Le solaire PV doit sa rapide progression aux fortes politiques incitatives mises en place au Japon. Le gouvernement prend par exemple en charge jusqu’à 35 % des coûts d’installation d’un système PV individuel. L’obligation qu’ont les fournisseurs de racheter aux propriétaires individuels à un tarif privilégié l’électricité d’origine renouvelable renvoyée sur le réseau rend le PV résidentiel encore plus attractif. Mis en place à la mi 2009, le tarif de rachat du PV au Japon est près de 2 fois supérieur au tarif de vente normal du kilowatt-heure aux particuliers. De plus, grâce aux progrès technologiques et aux nouvelles installations prévues dans le cadre du programme PV2030+, le gouvernement vise à faire du solaire PV l’une des solutions de production électrique les moins chères du marché.
Alors que la généralisation à large échelle du PV semble en bonne voie, de nombreux obstacles ont entravé le développement des énergies géothermique et éolienne. Une contrainte importante est la disproportion des financements pour la recherche, le développement et la démonstration de faisabilité (RD&D) alloués aux différentes technologies. La filière géothermique n’a reçu absolument aucun financement de RD&D de la part du gouvernement depuis 2002. Le financement de la filière éolienne est de l’ordre de 10 millions de dollars par an, sans commune mesure avec les 2,3 milliards de dollars alloués chaque année à l’industrie nucléaire.
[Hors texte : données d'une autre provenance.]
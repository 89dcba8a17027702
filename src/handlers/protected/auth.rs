use axum::{extract::State, Extension, Json};
use serde::Deserialize;
use serde_json::Value;

use crate::app::AppState;
use crate::middleware::{AdminSession, ApiResponse, ApiResult};

#[derive(Debug, Deserialize)]
#[serde(rename_all = "camelCase")]
pub struct ChangeRequest {
    pub new_username: String,
    pub old_password: String,
    pub new_password: String,
}

#[derive(Debug, Deserialize)]
pub struct DisableRequest {
    pub password: String,
}

/// POST /api/admin/auth/change - Replace username and password
///
/// 403 when the old password is wrong, 400 when the new password is too weak.
/// Outstanding tokens stay valid.
pub async fn change(
    State(state): State<AppState>,
    Extension(session): Extension<AdminSession>,
    Json(req): Json<ChangeRequest>,
) -> ApiResult<Value> {
    state
        .auth
        .change_credentials(
            &session.token,
            &req.new_username,
            &req.old_password,
            &req.new_password,
        )
        .await?;
    Ok(ApiResponse::empty())
}

/// POST /api/admin/auth/revoke - Log out every session, the caller's included
pub async fn revoke(
    State(state): State<AppState>,
    Extension(session): Extension<AdminSession>,
) -> ApiResult<Value> {
    state.auth.revoke_all(&session.token).await?;
    Ok(ApiResponse::empty())
}

/// POST /api/admin/auth/disable - Turn logins off until the next first run
pub async fn disable(
    State(state): State<AppState>,
    Extension(session): Extension<AdminSession>,
    Json(req): Json<DisableRequest>,
) -> ApiResult<Value> {
    state.auth.disable(&session.token, &req.password).await?;
    Ok(ApiResponse::empty())
}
La géographie est aussi un facteur limitant du développement de l‘éolien et de la géothermie. Les meilleures ressources éoliennes terrestres du Japon se situent au nord et au sud du pays, alors que les besoins sont surtout localisés au centre. Une extension du réseau et des lignes de transport d’électricité sera donc nécessaire pour une exploitation efficace de l’énergie éolienne Japonaise. Une grande partie du potentiel géothermique du Japon est situé dans des parcs nationaux protégés par des lois des années 1970s. Mais l’absence d’impact environnemental significatif du développement de la géothermie pourrait encourager le gouvernement à revoir cette politique.
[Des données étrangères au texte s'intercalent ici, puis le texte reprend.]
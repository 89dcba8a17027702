use axum::extract::State;
use serde_json::{json, Value};

use crate::app::AppState;
use crate::data::PortfolioConfig;
use crate::middleware::{ApiResponse, ApiResult};

/// GET /api/config - Portfolio-wide settings
pub async fn config_get(State(state): State<AppState>) -> ApiResult<PortfolioConfig> {
    Ok(ApiResponse::success(state.portfolio.get_config().await?))
}

/// GET /api/config/readme
pub async fn readme_get(State(state): State<AppState>) -> ApiResult<Value> {
    let readme = state.portfolio.get_readme().await?;
    Ok(ApiResponse::success(json!({ "readme": readme })))
}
Au delà de leur capacité à couvrir plusieurs fois les besoins électriques actuels du Japon, les énergies géothermique et éolienne japonaises pourraient aussi remplacer à moindre coût une grande partie du pétrole utilisé dans le secteur du transport. Le Japon dispose déjà d’un impressionnant réseau ferroviaire comparé aux autres pays industrialisés. Sur ce plan, l’avenir réside dans l’augmentation du transport ferroviaire sur des lignes électrifiées en remplacement de la route, dans le développement du tramway et du métro en ville, dans l’accélération du remplacement des automobiles classiques par des voitures rechargeables hybrides ou tout électrique alimentées avec de l’électricité issue en grande partie de sources renouvelables.

Alors que le Japon se relève des conséquences désastreuses du tremblement de terre et du tsunami qui l’ont frappé, le pays devra décider s’il s’appuie encore plus fortement sur une énergie nucléaire par nature risquée et sur des importations de combustibles fossiles, ou s’il s’engage dans une nouvelle politique énergétique. Si le pays se tournait à la place vers les énergies renouvelables, il investirait dans la santé, la sécurité énergétique et le bien être de ses habitants. Il éviterait non seulement le risque d’une future contamination radioactive de l’air, de l’eau et des cultures, mais il économiserait aussi chaque année les dizaines de milliards de dollars dépensés en importations. Ceci aiderait aussi au développement de ses industries du secteur des énergies renouvelables, déjà impressionnantes : le Japon était en 2009 le 2ème fabricant mondial de PV derrière la Chine, et comme nous l’avons vu, les entreprises japonaises dominent la production mondiale de turbines géothermiques.

Manifestement, le Japon n’est pas condamné à choisir entre le risque nucléaire et le réchauffement de la planète. En s’engageant pleinement dans l’éolien, le solaire et la géothermie, le Japon pourrait abandonner tous ses projets de centrales nucléaires thermiques conventionnelles, remplacer les centrales existantes, et créer un système de transport sans émissions de carbone.